Collected data entries:
· · ·
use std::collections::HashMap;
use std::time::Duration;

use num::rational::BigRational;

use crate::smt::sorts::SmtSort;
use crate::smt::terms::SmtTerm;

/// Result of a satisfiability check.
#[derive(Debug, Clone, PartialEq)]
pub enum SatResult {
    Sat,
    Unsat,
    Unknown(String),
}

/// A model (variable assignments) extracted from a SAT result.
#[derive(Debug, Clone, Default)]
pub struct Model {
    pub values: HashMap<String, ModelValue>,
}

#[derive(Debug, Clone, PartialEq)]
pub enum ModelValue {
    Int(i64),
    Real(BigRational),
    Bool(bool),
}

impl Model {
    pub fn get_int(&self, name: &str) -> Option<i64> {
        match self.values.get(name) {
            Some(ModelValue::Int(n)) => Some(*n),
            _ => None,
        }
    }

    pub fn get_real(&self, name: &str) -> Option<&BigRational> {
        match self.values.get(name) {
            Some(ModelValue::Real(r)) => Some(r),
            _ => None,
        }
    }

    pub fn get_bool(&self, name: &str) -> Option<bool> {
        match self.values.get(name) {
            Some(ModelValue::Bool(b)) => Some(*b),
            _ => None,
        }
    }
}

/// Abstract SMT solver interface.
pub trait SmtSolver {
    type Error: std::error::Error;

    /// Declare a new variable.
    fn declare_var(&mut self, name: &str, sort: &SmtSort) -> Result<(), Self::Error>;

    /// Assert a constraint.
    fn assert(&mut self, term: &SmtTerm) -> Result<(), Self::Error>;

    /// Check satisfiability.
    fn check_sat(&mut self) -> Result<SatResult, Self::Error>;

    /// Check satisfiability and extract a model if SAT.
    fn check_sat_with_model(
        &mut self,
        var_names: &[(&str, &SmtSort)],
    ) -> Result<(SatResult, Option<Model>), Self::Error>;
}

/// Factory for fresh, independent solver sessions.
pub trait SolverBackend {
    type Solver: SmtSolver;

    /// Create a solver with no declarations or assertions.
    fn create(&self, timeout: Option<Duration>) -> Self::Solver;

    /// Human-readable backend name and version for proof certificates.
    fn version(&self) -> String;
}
· · ·
> _GOAL OF THE EXERCISE_
What you return must match the entries exactly, word for word.

> _RESPONSE_
use std::collections::HashMap;
use std::time::Duration;

use num::rational::BigRational;

use crate::smt::sorts::SmtSort;
use crate::smt::terms::SmtTerm;

/// Result of a satisfiability check.
#[derive(Debug, Clone, PartialEq)]
pub enum SatResult {
    Sat,
    Unsat,
    Unknown(String),
}

/// A model (variable assignments) extracted from a SAT result.
#[derive(Debug, Clone, Default)]
pub struct Model {
    pub values: HashMap<String, ModelValue>,
}

#[derive(Debug, Clone, PartialEq)]
pub enum ModelValue {
    Int(i64),
    Real(BigRational),
    Bool(bool),
}

impl Model {
    pub fn get_int(&self, name: &str) -> Option<i64> {
        match self.values.get(name) {
            Some(ModelValue::Int(n)) => Some(*n),
            _ => None,
        }
    }

    pub fn get_real(&self, name: &str) -> Option<&BigRational> {
        match self.values.get(name) {
            Some(ModelValue::Real(r)) => Some(r),
            _ => None,
        }
    }

    pub fn get_bool(&self, name: &str) -> Option<bool> {
        match self.values.get(name) {
            Some(ModelValue::Bool(b)) => Some(*b),
            _ => None,
        }
    }
}

/// Abstract SMT solver interface.
pub trait SmtSolver {
    type Error: std::error::Error;

    /// Declare a new variable.
    fn declare_var(&mut self, name: &str, sort: &SmtSort) -> Result<(), Self::Error>;

    /// Assert a constraint.
    fn assert(&mut self, term: &SmtTerm) -> Result<(), Self::Error>;

    /// Check satisfiability.
    fn check_sat(&mut self) -> Result<SatResult, Self::Error>;

    /// Check satisfiability and extract a model if SAT.
    fn check_sat_with_model(
        &mut self,
        var_names: &[(&str, &SmtSort)],
    ) -> Result<(SatResult, Option<Model>), Self::Error>;
}

/// Factory for fresh, independent solver sessions.
pub trait SolverBackend {
    type Solver: SmtSolver;

    /// Create a solver with no declarations or assertions.
    fn create(&self, timeout: Option<Duration>) -> Self::Solver;

    /// Human-readable backend name and version for proof certificates.
    fn version(&self) -> String;
}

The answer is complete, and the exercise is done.